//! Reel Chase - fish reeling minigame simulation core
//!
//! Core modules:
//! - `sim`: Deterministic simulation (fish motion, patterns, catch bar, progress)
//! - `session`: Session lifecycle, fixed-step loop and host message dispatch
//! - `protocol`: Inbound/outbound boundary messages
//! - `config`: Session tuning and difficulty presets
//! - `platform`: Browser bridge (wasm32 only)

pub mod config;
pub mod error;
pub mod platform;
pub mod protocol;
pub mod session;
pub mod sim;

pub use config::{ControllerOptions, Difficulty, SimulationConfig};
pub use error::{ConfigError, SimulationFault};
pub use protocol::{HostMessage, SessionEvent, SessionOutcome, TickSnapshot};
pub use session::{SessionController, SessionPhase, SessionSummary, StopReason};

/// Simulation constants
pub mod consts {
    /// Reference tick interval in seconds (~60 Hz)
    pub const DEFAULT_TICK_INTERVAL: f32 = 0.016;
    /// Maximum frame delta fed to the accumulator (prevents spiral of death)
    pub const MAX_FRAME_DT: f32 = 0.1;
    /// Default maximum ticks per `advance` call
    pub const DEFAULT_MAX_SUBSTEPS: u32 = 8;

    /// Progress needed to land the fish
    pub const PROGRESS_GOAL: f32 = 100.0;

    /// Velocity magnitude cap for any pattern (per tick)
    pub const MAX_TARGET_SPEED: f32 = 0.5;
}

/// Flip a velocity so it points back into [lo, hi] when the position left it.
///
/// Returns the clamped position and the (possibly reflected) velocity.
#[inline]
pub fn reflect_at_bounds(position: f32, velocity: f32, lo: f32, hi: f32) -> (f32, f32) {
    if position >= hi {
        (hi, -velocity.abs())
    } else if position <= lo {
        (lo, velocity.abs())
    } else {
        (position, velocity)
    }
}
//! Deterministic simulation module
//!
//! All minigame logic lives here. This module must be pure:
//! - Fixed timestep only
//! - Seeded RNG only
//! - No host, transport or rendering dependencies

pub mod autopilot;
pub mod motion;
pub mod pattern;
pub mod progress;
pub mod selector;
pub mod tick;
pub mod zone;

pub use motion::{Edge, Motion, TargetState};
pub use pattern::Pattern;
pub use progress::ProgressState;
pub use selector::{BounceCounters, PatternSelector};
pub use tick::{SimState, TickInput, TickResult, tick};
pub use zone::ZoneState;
__________
## Problem statement
If a line in the material contains "only", show it.

## Task output
//! - `platform`: Browser bridge (wasm32 only)
//! - Fixed timestep only
//! - Seeded RNG only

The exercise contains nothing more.